La mano por el hombro
Los compromisos que han asumido los países suscriptores del comunicado de la última reunión del G-20 han desautorizado a los más escépticos. En los tres propósitos esenciales en los que debería articularse la cooperación de ese grupo representativo de más de dos terceras partes de la población y el 80% del PIB global —restauración del crecimiento, reforma del sistema financiero global con el fin de evitar crisis como la que ha provocado esta recesión global y rechazo del proteccionismo— las tareas anunciadas son suficientemente explícitas como para que pueda confiarse en la utilidad del encuentro.
Algunas cualificadas opiniones de urgencia han destacado como argumento con mayor autoridad del éxito de la cumbre el veredicto de los mercados financieros de todo el mundo: el repunte de sus cotizaciones. Antes de leer la primera de las ocho páginas con los 29 puntos del comunicado muchos analistas, no solo los económicos, confiaron en las variables financieras. Es también habitual que esa sacralización de la capacidad de escrutinio de las cotizaciones bursátiles y de la rentabilidad de los bonos la hagan en mayor medida quienes menos creen en la eficiencia de los procesos de formación de precios de los mercados financieros.
¿Cómo se entiende que los operadores en esos mercados hayan saltado de alegría al conocer que el G-20 se ha propuesto someterlos a una más estricta regulación y supervisión como pretendían los representantes alemanes y franceses, fundamentalmente? La respuesta ha de admitir una matización al enunciado de la cuestión: los mercados venían ya con ganas de recibir señales compradoras y estas en cierta medida las anticiparon los asiáticos antes de que terminara la cena de recepción que ofreció la reina de Inglaterra.
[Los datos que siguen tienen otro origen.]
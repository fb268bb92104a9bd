//! # Content
//!
//! Groups the units drawn on one image and computes the vertical space they
//! need:
//!
//! ```text
//! height = 2 * padding + paragraph   (if present)
//!        + 1 * padding + header      (if present)
//!        + linkback                  (if present, bottom padding included)
//! ```

use crate::error::{NiderError, Result};
use crate::unit::TextUnit;

/// Default padding between units and canvas edges, in pixels.
pub const DEFAULT_PADDING: u32 = 45;

/// Which slot of the content a unit occupies.
#[derive(Debug, Clone, Copy, PartialEq, Eq)]
pub enum Slot {
    Header,
    Paragraph,
    Linkback,
}

/// Up to one header, paragraph and linkback plus shared padding.
#[derive(Debug, Clone)]
pub struct Content {
    header: Option<TextUnit>,
    paragraph: Option<TextUnit>,
    linkback: Option<TextUnit>,
    padding: u32,
    height: u32,
}

impl Content {
    /// Start building content.
    pub fn builder() -> ContentBuilder {
        ContentBuilder::default()
    }

    /// Create content; at least one unit is required.
    pub fn new(
        header: Option<TextUnit>,
        paragraph: Option<TextUnit>,
        linkback: Option<TextUnit>,
        padding: u32,
    ) -> Result<Self> {
        if header.is_none() && paragraph.is_none() && linkback.is_none() {
            return Err(NiderError::Configuration(
                "content has to consist of at least one unit".into(),
            ));
        }

        let mut height = 0;
        if let Some(paragraph) = &paragraph {
            height += 2 * padding + paragraph.height();
        }
        if let Some(header) = &header {
            height += padding + header.height();
        }
        if let Some(linkback) = &linkback {
            height += linkback.height();
        }

        Ok(Self {
            header,
            paragraph,
            linkback,
            padding,
            height,
        })
    }

    pub fn header(&self) -> Option<&TextUnit> {
        self.header.as_ref()
    }

    pub fn paragraph(&self) -> Option<&TextUnit> {
        self.paragraph.as_ref()
    }

    pub fn linkback(&self) -> Option<&TextUnit> {
        self.linkback.as_ref()
    }

    pub fn padding(&self) -> u32 {
        self.padding
    }

    /// Total vertical extent required by all units.
    pub fn height(&self) -> u32 {
        self.height
    }

    /// True if any present unit still needs a color derived from the background.
    pub fn depends_on_opposite_to_bg_color(&self) -> bool {
        self.units().any(|(_, unit)| unit.color.is_none())
    }

    /// Present units in draw order: header, paragraph, linkback.
    pub fn units(&self) -> impl Iterator<Item = (Slot, &TextUnit)> {
        [
            (Slot::Header, self.header.as_ref()),
            (Slot::Paragraph, self.paragraph.as_ref()),
            (Slot::Linkback, self.linkback.as_ref()),
        ]
        .into_iter()
        .filter_map(|(slot, unit)| unit.map(|u| (slot, u)))
    }

    /// Present units in draw order, mutably. Used for color resolution only;
    /// colors do not affect height.
    pub(crate) fn units_mut(&mut self) -> impl Iterator<Item = (Slot, &mut TextUnit)> {
        [
            (Slot::Header, self.header.as_mut()),
            (Slot::Paragraph, self.paragraph.as_mut()),
            (Slot::Linkback, self.linkback.as_mut()),
        ]
        .into_iter()
        .filter_map(|(slot, unit)| unit.map(|u| (slot, u)))
    }
}

/// Builder for [`Content`].
#[derive(Debug)]
pub struct ContentBuilder {
    header: Option<TextUnit>,
    paragraph: Option<TextUnit>,
    linkback: Option<TextUnit>,
    padding: u32,
}

impl Default for ContentBuilder {
    fn default() -> Self {
        Self {
            header: None,
            paragraph: None,
            linkback: None,
            padding: DEFAULT_PADDING,
        }
    }
}

impl ContentBuilder {
    pub fn header(mut self, unit: TextUnit) -> Self {
        self.header = Some(unit);
        self
    }

    pub fn paragraph(mut self, unit: TextUnit) -> Self {
        self.paragraph = Some(unit);
        self
    }

    pub fn linkback(mut self, unit: TextUnit) -> Self {
        self.linkback = Some(unit);
        self
    }

    pub fn padding(mut self, padding: u32) -> Self {
        self.padding = padding;
        self
    }

    pub fn build(self) -> Result<Content> {
        Content::new(self.header, self.paragraph, self.linkback, self.padding)
    }
}

#[cfg(test)]
mod tests {
    use super::*;
    use crate::font::testing::block_font;
    use crate::unit::UnitKind;
    use image::Rgb;

    fn measured(kind: UnitKind, height: u32) -> TextUnit {
        TextUnit::measured(kind, "x", block_font(10, height), Vec::new(), height, 0)
    }

    fn paragraph(height: u32) -> TextUnit {
        // one line, no padding: height == line height
        TextUnit::measured(
            UnitKind::Paragraph,
            "p",
            block_font(10, height),
            vec!["p".into()],
            height,
            0,
        )
    }

    #[test]
    fn test_empty_content_is_an_error() {
        let err = Content::builder().build().unwrap_err();
        assert!(matches!(err, NiderError::Configuration(_)));
    }

    #[test]
    fn test_paragraph_only_height() {
        let content = Content::builder().paragraph(paragraph(100)).build().unwrap();
        assert_eq!(content.height(), 2 * 45 + 100);
        assert_eq!(content.padding(), DEFAULT_PADDING);
    }

    #[test]
    fn test_all_units_height() {
        let header = TextUnit::measured(
            UnitKind::Header,
            "h",
            block_font(10, 30),
            vec!["h".into()],
            30,
            0,
        );
        let linkback = measured(UnitKind::Linkback { bottom_padding: 20 }, 15);
        let content = Content::builder()
            .header(header)
            .paragraph(paragraph(100))
            .linkback(linkback)
            .padding(10)
            .build()
            .unwrap();
        // (2*10 + 100) + (10 + 30) + (15 + 20)
        assert_eq!(content.height(), 120 + 40 + 35);
    }

    #[test]
    fn test_linkback_only_has_no_padding() {
        let content = Content::builder()
            .linkback(measured(UnitKind::Linkback { bottom_padding: 20 }, 15))
            .build()
            .unwrap();
        assert_eq!(content.height(), 35);
    }

    #[test]
    fn test_depends_on_background_if_any_unit_uncolored() {
        let mut colored = paragraph(10);
        colored.color = Some(Rgb([1, 2, 3]));
        let uncolored = measured(UnitKind::Linkback { bottom_padding: 0 }, 10);

        let content = Content::builder()
            .paragraph(colored.clone())
            .linkback(uncolored)
            .build()
            .unwrap();
        assert!(content.depends_on_opposite_to_bg_color());

        let content = Content::builder().paragraph(colored).build().unwrap();
        assert!(!content.depends_on_opposite_to_bg_color());
    }

    #[test]
    fn test_units_in_draw_order() {
        let content = Content::builder()
            .linkback(measured(UnitKind::Linkback { bottom_padding: 0 }, 10))
            .header(measured(UnitKind::Header, 10))
            .build()
            .unwrap();
        let slots: Vec<Slot> = content.units().map(|(slot, _)| slot).collect();
        assert_eq!(slots, vec![Slot::Header, Slot::Linkback]);
    }
}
Esto ocurría poco después de que Michelle Obama extendiera su brazo el hombro regio, un gesto manifiestamente heterodoxo.
Lo más relevante, en todo caso, es que quizás los operadores en los mercados financieros, como la generalidad de los agentes económicos, han valorado el clima de cooperación global casi tanto como la flexibilidad de algunas normas contables de valoración de activos que se conocían en EE UU horas antes del inicio de la cumbre y animaron también a los mercados bursátiles.
Todo ello ocurría apenas dos días antes de que emergieran en algunos países (EE UU y España, entre ellos) esos desastrosos registros de desempleo que son los que en mayor medida reclaman acciones multilaterales como las nacidas en torno al G-20.
Es verdad que hasta los operadores financieros hasta hace poco más fervientes partidarios de la "autorregulación" son ahora, tras la observación de los destrozos de esta crisis financiera, mucho menos fundamentalistas y entienden que el apuntalamiento de los principios de mercado, con una "regulación efectiva e instituciones globales fuertes", es de todo punto necesario.
Al conjunto de los agentes económicos también les ha debido convencer el compromiso adoptado en Londres al conocer la asignación a los ya existentes programas de estimulo nacionales, prestamos y garantías comerciales por más de 1 billón de dólares, que serán administrados por el Fondo Monetario Internacional (FMI) con el propósito de no excluir a las economías menos desarrolladas.
Esto, junto al explicito rechazo de aquellas devaluaciones competitivas que alimentaron las tensiones proteccionistas de los años treinta, justifica la valoración favorable de los resultados de la cumbre y la razonable esperanza de apertura de una nueva época. En esta, es posible que la más significativa mano por el hombro sea la que los gobiernos extiendan sobre los mercados financieros con el fin de evitar accidentes como el que ha generado las mayores perdidas de bienestar desde la Segunda Guerra Mundial.